Could you reproduce, exactly and alone, the lines running from the one with "Self::Network(e.to_string())" to the end of the data below?

┌─ Records for the exercise

//! Tool id and tool name rewriting at the vendor boundary.
//!
//! Conversation history uses `hist_tool_<suffix>` ids. Each vendor gets its own prefix on the
//! way out and the suffix is carried through unchanged, so a call and its response always pair
//! up again after a round trip.

use crate::error::{LlmError, Result};
use crate::types::ToolDefinition;
use sha2::{Digest, Sha256};
use std::collections::HashMap;

pub const HISTORY_TOOL_ID_PREFIX: &str = "hist_tool_";
pub const ANTHROPIC_TOOL_ID_PREFIX: &str = "toolu_";
/// Prefix applied to tool names when Anthropic is reached through OAuth.
pub const OAUTH_TOOL_PREFIX: &str = "relay_";

const KNOWN_ID_PREFIXES: &[&str] = &[HISTORY_TOOL_ID_PREFIX, ANTHROPIC_TOOL_ID_PREFIX, "call_"];
const MAX_TOOL_NAME_LEN: usize = 64;

pub fn generate_history_id() -> String {
    format!("{HISTORY_TOOL_ID_PREFIX}{}", uuid::Uuid::new_v4().simple())
}

/// Rewrite any vendor id into the history scheme.
pub fn normalize_to_history_id(id: &str) -> String {
    if id.trim().is_empty() {
        return generate_history_id();
    }
    format!("{HISTORY_TOOL_ID_PREFIX}{}", id_suffix(id))
}

/// Rewrite a history id into Anthropic's `toolu_` scheme.
pub fn to_anthropic_tool_id(id: &str) -> String {
    format!("{ANTHROPIC_TOOL_ID_PREFIX}{}", id_suffix(id))
}

/// Deterministic: the same input always yields the same suffix.
fn id_suffix(id: &str) -> String {
    let mut rest = id.trim();
    for prefix in KNOWN_ID_PREFIXES {
        if let Some(stripped) = rest.strip_prefix(prefix) {
            rest = stripped;
            break;
        }
    }
    if rest.is_empty() {
        return short_hash(id);
    }
    if rest.chars().all(is_id_char) {
        return rest.to_string();
    }
    // Replaced characters would let distinct ids collide, so the original is hashed in.
    let sanitized: String = rest
        .chars()
        .map(|ch| if is_id_char(ch) { ch } else { '_' })
        .collect();
    format!("{sanitized}_{}", short_hash(rest))
}

fn is_id_char(ch: char) -> bool {
    ch.is_ascii_alphanumeric() || ch == '_' || ch == '-'
}

fn short_hash(value: &str) -> String {
    let digest = Sha256::digest(value.as_bytes());
    digest.iter().take(4).map(|b| format!("{b:02x}")).collect()
}

pub fn sanitize_tool_name(name: &str) -> String {
    // Both vendors accept ^[a-zA-Z0-9_-]{1,64}$. Invalid characters become underscores.
    let mut out: String = name
        .chars()
        .map(|ch| {
            if ch.is_ascii_alphanumeric() || ch == '_' || ch == '-' {
                ch
            } else {
                '_'
            }
        })
        .collect();
    out.truncate(MAX_TOOL_NAME_LEN);
    if out.is_empty() {
        "tool".to_string()
    } else {
        out
    }
}

pub fn validate_tool_name_all_providers(name: &str) -> Result<()> {
    if name.is_empty() || name.len() > MAX_TOOL_NAME_LEN {
        return Err(LlmError::InvalidInput(format!(
            "tool name must be 1-{MAX_TOOL_NAME_LEN} characters: {name:?}"
        )));
    }
    if !name
        .chars()
        .all(|ch| ch.is_ascii_alphanumeric() || ch == '_' || ch == '-')
    {
        return Err(LlmError::InvalidInput(format!(
            "tool name may only contain [a-zA-Z0-9_-]: {name:?}"
        )));
    }
    if name.starts_with(|ch: char| ch.is_ascii_digit() || ch == '-') {
        return Err(LlmError::InvalidInput(format!(
            "tool name must start with a letter or underscore: {name:?}"
        )));
    }
    Ok(())
}

/// Reversible mapping between caller tool names and the names sent to a vendor.
#[derive(Debug, Clone, Default)]
pub struct ToolNameMap {
    prefix: Option<String>,
    forward: HashMap<String, String>, // original -> wire
    reverse: HashMap<String, String>, // wire -> original
}

impl ToolNameMap {
    pub fn build(tools: &[ToolDefinition], prefix: Option<&str>) -> Self {
        let mut map = Self {
            prefix: prefix.map(str::to_string),
            ..Self::default()
        };
        let mut used: HashMap<String, usize> = HashMap::new();

        for t in tools {
            let mut name = map.wire_name(&t.name);
            if let Some(n) = used.get_mut(&name) {
                *n += 1;
                name = format!("{name}_{}", *n);
            } else {
                used.insert(name.clone(), 0);
            }
            map.forward.insert(t.name.clone(), name.clone());
            map.reverse.insert(name, t.name.clone());
        }
        map
    }

    fn wire_name(&self, name: &str) -> String {
        match &self.prefix {
            Some(prefix) => sanitize_tool_name(&format!("{prefix}{name}")),
            None => sanitize_tool_name(name),
        }
    }

    pub fn outbound(&self, name: &str) -> String {
        self.forward
            .get(name)
            .cloned()
            .unwrap_or_else(|| self.wire_name(name))
    }

    pub fn inbound(&self, name: &str) -> String {
        if let Some(original) = self.reverse.get(name) {
            return original.clone();
        }
        match &self.prefix {
            Some(prefix) => name.strip_prefix(prefix.as_str()).unwrap_or(name).to_string(),
            None => name.to_string(),
        }
    }
}

/// What a response mapper needs to turn vendor output back into history form.
#[derive(Debug, Clone, Default)]
pub struct ResponseContext {
    pub tool_names: ToolNameMap,
    /// Surface visible reasoning as thinking blocks.
    pub include_thinking: bool,
}

#[cfg(test)]
mod tests {
    use super::*;
    use serde_json::json;

    fn tool(name: &str) -> ToolDefinition {
        ToolDefinition {
            name: name.to_string(),
            description: String::new(),
            parameters: json!({}),
        }
    }

    #[test]
    fn ids_round_trip_between_history_and_anthropic() {
        let history = normalize_to_history_id("toolu_01ABC");
        assert_eq!(history, "hist_tool_01ABC");
        assert_eq!(to_anthropic_tool_id(&history), "toolu_01ABC");
        let dotted = to_anthropic_tool_id("call_x.y");
        assert!(dotted.starts_with("toolu_x_y_"));
        assert_eq!(to_anthropic_tool_id(&normalize_to_history_id("call_x.y")), dotted);
    }

    #[test]
    fn ids_differing_only_in_replaced_characters_stay_distinct() {
        let dotted = to_anthropic_tool_id("a.b");
        let underscored = to_anthropic_tool_id("a_b");
        assert_eq!(underscored, "toolu_a_b");
        assert_ne!(dotted, underscored);
        assert_ne!(normalize_to_history_id("a.b"), normalize_to_history_id("a_b"));
        assert_eq!(dotted, to_anthropic_tool_id("a.b"));
    }

    #[test]
    fn degenerate_ids_map_deterministically() {
        let a = to_anthropic_tool_id("hist_tool_");
        let b = to_anthropic_tool_id("hist_tool_");
        assert_eq!(a, b);
        assert!(a.len() > ANTHROPIC_TOOL_ID_PREFIX.len());
        assert!(normalize_to_history_id("").starts_with(HISTORY_TOOL_ID_PREFIX));
    }

    #[test]
    fn tool_names_are_sanitized_and_unique() {
        let map = ToolNameMap::build(&[tool("shell.execute"), tool("shell_execute")], None);
        let a = map.outbound("shell.execute");
        let b = map.outbound("shell_execute");
        assert_ne!(a, b);
        assert_eq!(map.inbound(&a), "shell.execute");
        assert_eq!(map.inbound(&b), "shell_execute");
    }

    #[test]
    fn oauth_prefix_is_added_and_stripped() {
        let map = ToolNameMap::build(&[tool("read_file")], Some(OAUTH_TOOL_PREFIX));
        assert_eq!(map.outbound("read_file"), "relay_read_file");
        assert_eq!(map.inbound("relay_read_file"), "read_file");
        // Names from history that are not in the current tool list still round-trip.
        assert_eq!(map.outbound("write_file"), "relay_write_file");
        assert_eq!(map.inbound("relay_write_file"), "write_file");
    }

    #[test]
    fn validates_names() {
        assert!(validate_tool_name_all_providers("get_weather").is_ok());
        assert!(validate_tool_name_all_providers("1tool").is_err());
        assert!(validate_tool_name_all_providers("").is_err());
        assert!(validate_tool_name_all_providers(&"a".repeat(65)).is_err());
    }
}
use thiserror::Error;

pub type Result<T> = std::result::Result<T, LlmError>;

/// Substrings of transport error messages that indicate a dropped connection rather than a
/// rejected request.
const TRANSIENT_NETWORK_PATTERNS: &[&str] = &[
    "connection reset",
    "econnreset",
    "terminated",
    "socket hang up",
    "broken pipe",
    "connection closed",
    "timed out",
    "timeout",
    "unexpected eof",
    "incomplete body",
    "error decoding response body",
    "connection refused",
];

#[derive(Debug, Error)]
pub enum LlmError {
    #[error("invalid input: {0}")]
    InvalidInput(String),

    #[error("{provider} api error status={status}: {message}")]
    Api {
        provider: String,
        status: u16,
        message: String,
    },

    #[error("network error: {0}")]
    Network(String),

    #[error("unexpected response format: {0}")]
    ResponseFormat(String),

    #[error("stream parse error: {0}")]
    StreamParse(String),

    #[error("tool pairing error: {0}")]
    ToolPairing(String),

    #[error("no usable {provider} credential (checked: {})", checked.join(", "))]
    Authentication {
        provider: String,
        checked: Vec<String>,
    },

    #[error("request cancelled")]
    Cancelled,
}

impl LlmError {
    pub fn api(provider: &str, status: u16, message: impl Into<String>) -> Self {
        Self::Api {
            provider: provider.to_string(),
            status,
            message: message.into(),
        }
    }

    /// HTTP status carried by the error, if any.
    pub fn status(&self) -> Option<u16> {
        match self {
            Self::Api { status, .. } => Some(*status),
            _ => None,
        }
    }

    /// Whether a fresh attempt of the same request may succeed.
    ///
    /// 429 and 5xx are transient, other 4xx are not. Stream parse and pairing failures are
    /// local to one attempt: the vendor regenerates from scratch on the next one.
    pub fn is_retryable(&self) -> bool {
        match self {
            Self::Api { status, .. } => *status == 429 || *status >= 500,
            Self::Network(message) => {
                let lower = message.to_ascii_lowercase();
                TRANSIENT_NETWORK_PATTERNS
                    .iter()
                    .any(|pattern| lower.contains(pattern))
            }
            Self::StreamParse(_) | Self::ToolPairing(_) => true,
            Self::InvalidInput(_)
            | Self::ResponseFormat(_)
            | Self::Authentication { .. }
            | Self::Cancelled => false,
        }
    }
}

impl From<reqwest::Error> for LlmError {
    fn from(e: reqwest::Error) -> Self {
        if let Some(status) = e.status() {
            return Self::Api {
                provider: "http".to_string(),
                status: status.as_u16(),
                message: e.to_string(),
            };
        }
        if e.is_decode() {
            return Self::ResponseFormat(e.to_string());
        }
        if e.is_timeout() {
            return Self::Network(format!("request timed out: {e}"));
        }
        if e.is_connect() {
            return Self::Network(format!("connection refused: {e}"));
        }
        if e.is_body() {
            return Self::Network(format!("incomplete body: {e}"));
        }
        Self::Network(e.to_string())
    }
}

impl From<serde_json::Error> for LlmError {
    fn from(e: serde_json::Error) -> Self {
        Self::ResponseFormat(e.to_string())
    }
}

└─

## Expected output
        Self::Network(e.to_string())
    }
}

impl From<serde_json::Error> for LlmError {
    fn from(e: serde_json::Error) -> Self {
        Self::ResponseFormat(e.to_string())
    }
}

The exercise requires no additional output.